Enjoying 'getting my hands dirty': By doing jobs yourself you will probably get them done effectively. If, however, your assistants are standing idle while you do this, then your department will be seriously inefficient. Bear in mind the cost of your time and the cost of your department's time when you are tempted to do a job yourself.

Fear of surrendering authority: Whenever you delegate, you surrender some element of authority (but not of responsibility!) This is inevitable. By effective delegation, however, you get the benefits of adequate time to do YOUR job really well.


Fear of becoming invisible: Where your department is running smoothly with all routine work effectively delegated, it may appear that you have nothing to do. Now you have the time to think and plan and improve operations (and plan your next career step!)

Belief that staff ‘are not up to the job': Good people will often under-perform if they are bored. Delegation will often bring the best out of them. People who are not so good will not be effective unless you invest time in them. Even incompetent people can be effective, providing they find their level. The only people who cannot be reliably delegated to are those whose opinions of their own abilities are so inflated that they will not co-operate.

It is common for people who are newly promoted to managerial positions to have difficulty delegating.
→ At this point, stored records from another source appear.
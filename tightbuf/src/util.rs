//! Branch-weight hints for the decode hot path.

#[cold]
#[inline(always)]
fn mark_cold() {}

/// `cond`, with the `false` branch marked cold.
#[inline(always)]
pub(crate) fn likely(cond: bool) -> bool {
    if !cond {
        mark_cold();
    }
    cond
}

/// `cond`, with the `true` branch marked cold.
#[inline(always)]
pub(crate) fn unlikely(cond: bool) -> bool {
    if cond {
        mark_cold();
    }
    cond
}
//! Enum code generation.

use std::collections::HashMap;

use proc_macro2::{Literal, TokenStream};
use quote::{format_ident, quote};

use crate::context::{to_pascal_case, to_rust_type_name};
use crate::descriptor::EnumDescriptorProto;
use crate::Error;

/// Generate a Rust enum for a proto enum.
///
/// Values sharing a number with an earlier value become associated constants
/// aliasing the first one.
pub fn generate_enum(enum_type: &EnumDescriptorProto) -> Result<TokenStream, Error> {
    let name = enum_type.name.as_deref().ok_or(Error::MissingName)?;
    let enum_name = format_ident!("{}", to_rust_type_name(name));

    let mut variants = Vec::new();
    let mut aliases = Vec::new();
    let mut by_number = HashMap::new();

    for value in &enum_type.value {
        let value_name = value.name.as_deref().ok_or(Error::MissingName)?;
        let number = value
            .number
            .ok_or_else(|| Error::MissingFieldNumber(value_name.to_string()))?;
        let ident = format_ident!("{}", to_pascal_case(value_name));

        match by_number.get(&number) {
            Some(primary) => {
                let alias = format_ident!("{}", value_name);
                aliases.push(quote! {
                    pub const #alias: Self = Self::#primary;
                });
            }
            None => {
                by_number.insert(number, ident.clone());
                variants.push((ident, number));
            }
        }
    }

    // Default: the zero value, else the first declared.
    let default_variant = variants
        .iter()
        .find(|(_, number)| *number == 0)
        .or_else(|| variants.first())
        .map(|(ident, _)| ident)
        .ok_or_else(|| Error::UnhandledSchemaConstruct {
            message: name.to_string(),
            field: String::new(),
            reason: "enum declares no values".to_string(),
        })?;

    let declarations = variants.iter().map(|(ident, number)| {
        let number = Literal::i32_unsuffixed(*number);
        quote!(#ident = #number)
    });
    let from_arms = variants.iter().map(|(ident, number)| {
        let number = Literal::i32_unsuffixed(*number);
        quote!(#number => ::core::option::Option::Some(Self::#ident))
    });

    let alias_impl = if aliases.is_empty() {
        TokenStream::new()
    } else {
        quote! {
            #[allow(non_upper_case_globals)]
            impl #enum_name {
                #(#aliases)*
            }
        }
    };

    tracing::debug!(name, values = variants.len(), aliases = aliases.len(), "generated enum");

    Ok(quote! {
        #[derive(Debug, Clone, Copy, PartialEq, Eq, Hash)]
        #[repr(i32)]
        pub enum #enum_name {
            #(#declarations),*
        }

        #alias_impl

        impl ::tightbuf::ProtoEnum for #enum_name {
            fn from_i32(value: i32) -> ::core::option::Option<Self> {
                match value {
                    #(#from_arms,)*
                    _ => ::core::option::Option::None,
                }
            }

            #[inline]
            fn value(self) -> i32 {
                self as i32
            }
        }

        impl ::core::default::Default for #enum_name {
            fn default() -> Self {
                Self::#default_variant
            }
        }

        impl ::core::convert::From<#enum_name> for i32 {
            fn from(value: #enum_name) -> Self {
                value as i32
            }
        }
    })
}

#[cfg(test)]
mod tests {
    use super::*;
    use crate::descriptor::EnumValueDescriptorProto;

    fn value(name: &str, number: i32) -> EnumValueDescriptorProto {
        EnumValueDescriptorProto {
            name: Some(name.to_string()),
            number: Some(number),
        }
    }

    fn render(enum_type: &EnumDescriptorProto) -> String {
        let tokens = generate_enum(enum_type).unwrap();
        prettyplease::unparse(&syn::parse2(tokens).unwrap())
    }

    #[test]
    fn test_default_prefers_zero() {
        let code = render(&EnumDescriptorProto {
            name: Some("Status".to_string()),
            value: vec![value("ACTIVE", 1), value("UNKNOWN", 0)],
        });
        assert!(code.contains("Active = 1"));
        assert!(code.contains("Unknown = 0"));
        assert!(code.contains("Self::Unknown\n"));
        assert!(code.contains("impl ::tightbuf::ProtoEnum for Status"));
    }

    #[test]
    fn test_aliases_become_constants() {
        let code = render(&EnumDescriptorProto {
            name: Some("Mode".to_string()),
            value: vec![value("FAST", 1), value("QUICK", 1), value("SLOW", 2)],
        });
        assert!(code.contains("pub const QUICK: Self = Self::Fast;"));
        assert!(!code.contains("Quick = 1"));
    }

    #[test]
    fn test_empty_enum_is_rejected() {
        let err = generate_enum(&EnumDescriptorProto {
            name: Some("Nothing".to_string()),
            value: vec![],
        })
        .unwrap_err();
        assert!(matches!(err, Error::UnhandledSchemaConstruct { .. }));
    }
}
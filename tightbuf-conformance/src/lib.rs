//! The conformance schema compiled under each generator configuration.
//!
//! Every variant is laid out the way a user crate includes generated code:
//! one module per package, siblings under a common parent.

macro_rules! generated {
    ($(#[$attr:meta])* $variant:ident, $dir:literal) => {
        $(#[$attr])*
        pub mod $variant {
            pub mod conf {
                include!(concat!(env!("OUT_DIR"), "/", $dir, "/conf.rs"));
            }
        }
    };
}

generated!(declaration, "declaration");
generated!(ascending, "ascending");
generated!(unordered, "unordered");
generated!(
    /// Getters assert presence and no `try_*` accessors are generated.
    strict,
    "strict"
);
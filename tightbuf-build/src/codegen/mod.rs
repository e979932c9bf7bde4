//! Code generation from protobuf descriptors.

pub mod bits;
pub mod classify;
pub mod defaults;
pub mod enumeration;
pub mod field;
pub mod message;
pub mod oneof;
pub mod recursion;
pub mod types;

pub use recursion::{find_recursive_fields, RecursiveField};

use std::collections::BTreeMap;
use std::path::Path;

use proc_macro2::TokenStream;

use crate::config::Config;
use crate::context::{file_module_name, GenerationContext, Scope};
use crate::descriptor::{FileDescriptorProto, FileDescriptorSet};
use crate::protoc;
use crate::Error;

const HEADER: &str = "// This file is @generated by tightbuf-build. Do not edit.\n\n";

/// One generated source file, named relative to the output directory.
#[derive(Debug, Clone, PartialEq, Eq)]
pub struct GeneratedFile {
    pub name: String,
    pub content: String,
}

/// Main entry point for code generation.
pub fn compile(
    config: &Config,
    protos: &[impl AsRef<Path>],
    includes: &[impl AsRef<Path>],
) -> Result<(), Error> {
    let fds = if config.skip_protoc {
        let path = config
            .file_descriptor_set_path
            .as_ref()
            .ok_or(Error::MissingDescriptorPath)?;
        let bytes = std::fs::read(path)?;
        protoc::parse_file_descriptor_set(&bytes)?
    } else {
        let protoc_path = config
            .protoc_path
            .clone()
            .map(Ok)
            .unwrap_or_else(protoc::find_protoc)?;
        protoc::invoke_protoc(&protoc_path, protos, includes, &config.protoc_args)?
    };

    compile_fds(config, fds)
}

/// Compile from a FileDescriptorSet, writing every generated file to the
/// configured output directory (or `OUT_DIR`).
pub fn compile_fds(config: &Config, fds: FileDescriptorSet) -> Result<(), Error> {
    let out_dir = config
        .out_dir
        .clone()
        .or_else(|| std::env::var_os("OUT_DIR").map(Into::into))
        .ok_or(Error::MissingOutDir)?;

    // Generate everything before touching the filesystem so a failing request
    // writes nothing.
    let files = generate_files(config, &fds, None)?;

    std::fs::create_dir_all(&out_dir)?;
    for file in &files {
        std::fs::write(out_dir.join(&file.name), &file.content)?;
    }
    tracing::info!(out_dir = %out_dir.display(), files = files.len(), "wrote generated code");
    Ok(())
}

/// Generate source for the files of `fds`, or only those named in `only`.
///
/// Files sharing a package share one `<module>.rs`; a `mod.rs` declares every
/// module so cross-package references resolve between siblings.
pub fn generate_files(
    config: &Config,
    fds: &FileDescriptorSet,
    only: Option<&[String]>,
) -> Result<Vec<GeneratedFile>, Error> {
    let ctx = GenerationContext::new(config, fds);

    let mut modules: BTreeMap<String, TokenStream> = BTreeMap::new();
    for file in &fds.file {
        let selected = match (only, file.name.as_ref()) {
            (None, _) => true,
            (Some(names), Some(name)) => names.contains(name),
            (Some(_), None) => false,
        };
        if !selected {
            continue;
        }
        let code = generate_file(&ctx, file)?;
        modules.entry(file_module_name(file)).or_default().extend(code);
    }

    let mut files = Vec::with_capacity(modules.len() + 1);
    let mut declarations = String::from(HEADER);
    for (module, tokens) in modules {
        declarations.push_str(&format!("pub mod {module};\n"));
        files.push(GeneratedFile {
            name: format!("{module}.rs"),
            content: render(config, tokens)?,
        });
    }
    files.push(GeneratedFile {
        name: "mod.rs".to_string(),
        content: declarations,
    });
    Ok(files)
}

/// Generate code for a single .proto file.
fn generate_file(ctx: &GenerationContext, file: &FileDescriptorProto) -> Result<TokenStream, Error> {
    let module = file_module_name(file);
    let scope = Scope::file(&module, file.package.as_deref().unwrap_or_default());
    let is_proto3 = file.is_proto3();

    tracing::debug!(file = file.name.as_deref().unwrap_or_default(), module = %module, "generating file");

    let mut tokens = TokenStream::new();
    for enum_type in &file.enum_type {
        tokens.extend(enumeration::generate_enum(enum_type)?);
    }
    for msg in &file.message_type {
        tokens.extend(message::generate_message(ctx, &scope, msg, is_proto3)?);
    }
    Ok(tokens)
}

/// Turn tokens into source text with the configured indentation.
fn render(config: &Config, tokens: TokenStream) -> Result<String, Error> {
    let body = if config.skip_format {
        tokens.to_string()
    } else {
        let file: syn::File = syn::parse2(tokens)?;
        reindent(&prettyplease::unparse(&file), &config.indent)
    };
    Ok(format!("{HEADER}{body}"))
}

/// Replace each leading group of four spaces with `indent`.
fn reindent(source: &str, indent: &str) -> String {
    if indent == "    " {
        return source.to_string();
    }
    let mut out = String::with_capacity(source.len());
    for line in source.lines() {
        let content = line.trim_start_matches(' ');
        let leading = line.len() - content.len();
        for _ in 0..leading / 4 {
            out.push_str(indent);
        }
        out.push_str(&" ".repeat(leading % 4));
        out.push_str(content);
        out.push('\n');
    }
    out
}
Often they will have been promoted because they were good at what they were doing. This brings the temptation to continue trying to do their previous job, rather than developing their new subordinates to do the job well.
What should not be delegated?

While you should delegate as many tasks as possible that are not cost effective for you to carry out, ensure that you do not delegate the control of your team. Remember that you bear ultimate responsibility for the success or failure of what you are trying to achieve.
Effective delegation involves achieving the correct balance between effective control of work and letting people get on with jobs in their own way.